(Dataset entries)
────────

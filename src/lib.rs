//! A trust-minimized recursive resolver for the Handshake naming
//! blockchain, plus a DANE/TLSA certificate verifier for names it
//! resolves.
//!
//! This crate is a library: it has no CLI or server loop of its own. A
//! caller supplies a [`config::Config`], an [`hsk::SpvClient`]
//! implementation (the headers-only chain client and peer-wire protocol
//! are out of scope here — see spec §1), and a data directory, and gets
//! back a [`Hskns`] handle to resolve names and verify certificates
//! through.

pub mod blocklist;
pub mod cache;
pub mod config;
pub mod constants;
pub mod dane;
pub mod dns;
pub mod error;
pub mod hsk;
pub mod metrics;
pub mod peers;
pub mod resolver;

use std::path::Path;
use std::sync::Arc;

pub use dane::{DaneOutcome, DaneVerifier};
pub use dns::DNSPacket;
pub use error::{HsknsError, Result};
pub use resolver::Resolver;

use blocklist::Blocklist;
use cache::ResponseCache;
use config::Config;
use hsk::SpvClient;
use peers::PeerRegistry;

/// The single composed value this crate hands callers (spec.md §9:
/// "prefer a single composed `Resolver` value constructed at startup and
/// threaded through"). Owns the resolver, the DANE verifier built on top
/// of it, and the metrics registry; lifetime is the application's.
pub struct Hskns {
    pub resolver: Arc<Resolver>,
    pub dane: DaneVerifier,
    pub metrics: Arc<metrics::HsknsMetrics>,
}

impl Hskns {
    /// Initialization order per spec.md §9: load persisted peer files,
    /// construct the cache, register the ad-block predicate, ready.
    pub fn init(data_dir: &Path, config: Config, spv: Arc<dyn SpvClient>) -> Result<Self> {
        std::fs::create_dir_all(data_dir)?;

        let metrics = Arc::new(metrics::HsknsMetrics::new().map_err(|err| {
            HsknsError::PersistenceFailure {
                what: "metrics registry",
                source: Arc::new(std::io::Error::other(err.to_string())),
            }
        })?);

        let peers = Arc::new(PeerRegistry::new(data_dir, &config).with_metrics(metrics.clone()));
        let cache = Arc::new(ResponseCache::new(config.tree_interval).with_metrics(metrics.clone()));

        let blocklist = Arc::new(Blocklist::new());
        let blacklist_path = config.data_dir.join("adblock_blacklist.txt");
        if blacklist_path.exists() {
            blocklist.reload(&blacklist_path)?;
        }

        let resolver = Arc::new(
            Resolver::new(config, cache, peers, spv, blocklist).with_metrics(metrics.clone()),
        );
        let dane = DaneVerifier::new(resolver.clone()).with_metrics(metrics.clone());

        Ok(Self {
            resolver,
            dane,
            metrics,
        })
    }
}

────────

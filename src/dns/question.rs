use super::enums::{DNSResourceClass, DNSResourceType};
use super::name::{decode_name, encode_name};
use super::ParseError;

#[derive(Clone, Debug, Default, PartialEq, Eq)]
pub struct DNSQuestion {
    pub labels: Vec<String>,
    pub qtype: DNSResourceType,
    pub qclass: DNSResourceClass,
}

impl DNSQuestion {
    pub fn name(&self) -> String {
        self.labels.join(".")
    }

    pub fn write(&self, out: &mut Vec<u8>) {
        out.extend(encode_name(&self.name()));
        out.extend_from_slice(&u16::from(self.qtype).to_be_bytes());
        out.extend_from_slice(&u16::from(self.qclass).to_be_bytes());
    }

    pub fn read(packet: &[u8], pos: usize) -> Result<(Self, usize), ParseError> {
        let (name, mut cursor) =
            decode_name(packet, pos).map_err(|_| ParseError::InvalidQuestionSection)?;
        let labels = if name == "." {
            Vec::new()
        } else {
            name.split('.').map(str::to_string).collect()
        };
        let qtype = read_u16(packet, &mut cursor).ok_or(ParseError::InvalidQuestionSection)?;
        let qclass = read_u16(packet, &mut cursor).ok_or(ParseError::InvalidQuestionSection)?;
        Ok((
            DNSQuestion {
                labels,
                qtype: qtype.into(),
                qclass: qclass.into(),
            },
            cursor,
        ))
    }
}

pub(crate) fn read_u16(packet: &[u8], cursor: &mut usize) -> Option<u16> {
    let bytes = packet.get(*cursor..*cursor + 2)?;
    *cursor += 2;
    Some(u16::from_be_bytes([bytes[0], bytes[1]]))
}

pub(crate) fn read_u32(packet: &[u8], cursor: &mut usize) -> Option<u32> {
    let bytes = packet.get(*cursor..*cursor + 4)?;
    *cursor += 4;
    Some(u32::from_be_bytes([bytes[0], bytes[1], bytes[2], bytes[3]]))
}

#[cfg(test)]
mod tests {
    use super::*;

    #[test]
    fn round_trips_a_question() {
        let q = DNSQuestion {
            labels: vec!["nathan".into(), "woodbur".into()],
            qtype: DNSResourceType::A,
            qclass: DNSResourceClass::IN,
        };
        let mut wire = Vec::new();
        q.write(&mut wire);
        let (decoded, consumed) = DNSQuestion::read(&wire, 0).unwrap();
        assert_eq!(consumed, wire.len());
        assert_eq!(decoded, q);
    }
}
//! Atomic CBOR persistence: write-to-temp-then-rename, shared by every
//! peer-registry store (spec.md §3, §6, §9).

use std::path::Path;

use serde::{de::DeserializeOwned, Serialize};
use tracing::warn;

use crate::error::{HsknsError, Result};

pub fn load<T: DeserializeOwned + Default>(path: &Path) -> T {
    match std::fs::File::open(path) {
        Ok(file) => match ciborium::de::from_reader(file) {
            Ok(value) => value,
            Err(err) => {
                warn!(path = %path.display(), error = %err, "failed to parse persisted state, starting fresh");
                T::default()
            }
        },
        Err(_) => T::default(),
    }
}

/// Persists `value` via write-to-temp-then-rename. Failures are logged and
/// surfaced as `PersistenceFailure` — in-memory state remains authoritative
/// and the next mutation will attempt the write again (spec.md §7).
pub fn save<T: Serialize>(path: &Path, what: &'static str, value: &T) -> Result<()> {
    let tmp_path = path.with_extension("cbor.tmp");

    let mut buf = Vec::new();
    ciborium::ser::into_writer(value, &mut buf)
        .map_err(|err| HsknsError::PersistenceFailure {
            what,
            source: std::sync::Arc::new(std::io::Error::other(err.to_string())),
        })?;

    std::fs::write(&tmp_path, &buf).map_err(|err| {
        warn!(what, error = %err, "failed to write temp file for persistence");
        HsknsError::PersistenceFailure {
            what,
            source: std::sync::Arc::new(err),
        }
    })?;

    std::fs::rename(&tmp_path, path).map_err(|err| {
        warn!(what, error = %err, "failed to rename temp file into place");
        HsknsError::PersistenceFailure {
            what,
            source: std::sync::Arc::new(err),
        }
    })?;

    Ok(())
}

────────

▶ _The task_:
Look through the entries above. Copy each line in which the string "other" occurs.

▶ _Exercise response_:
                source: Arc::new(std::io::Error::other(err.to_string())),
            source: std::sync::Arc::new(std::io::Error::other(err.to_string())),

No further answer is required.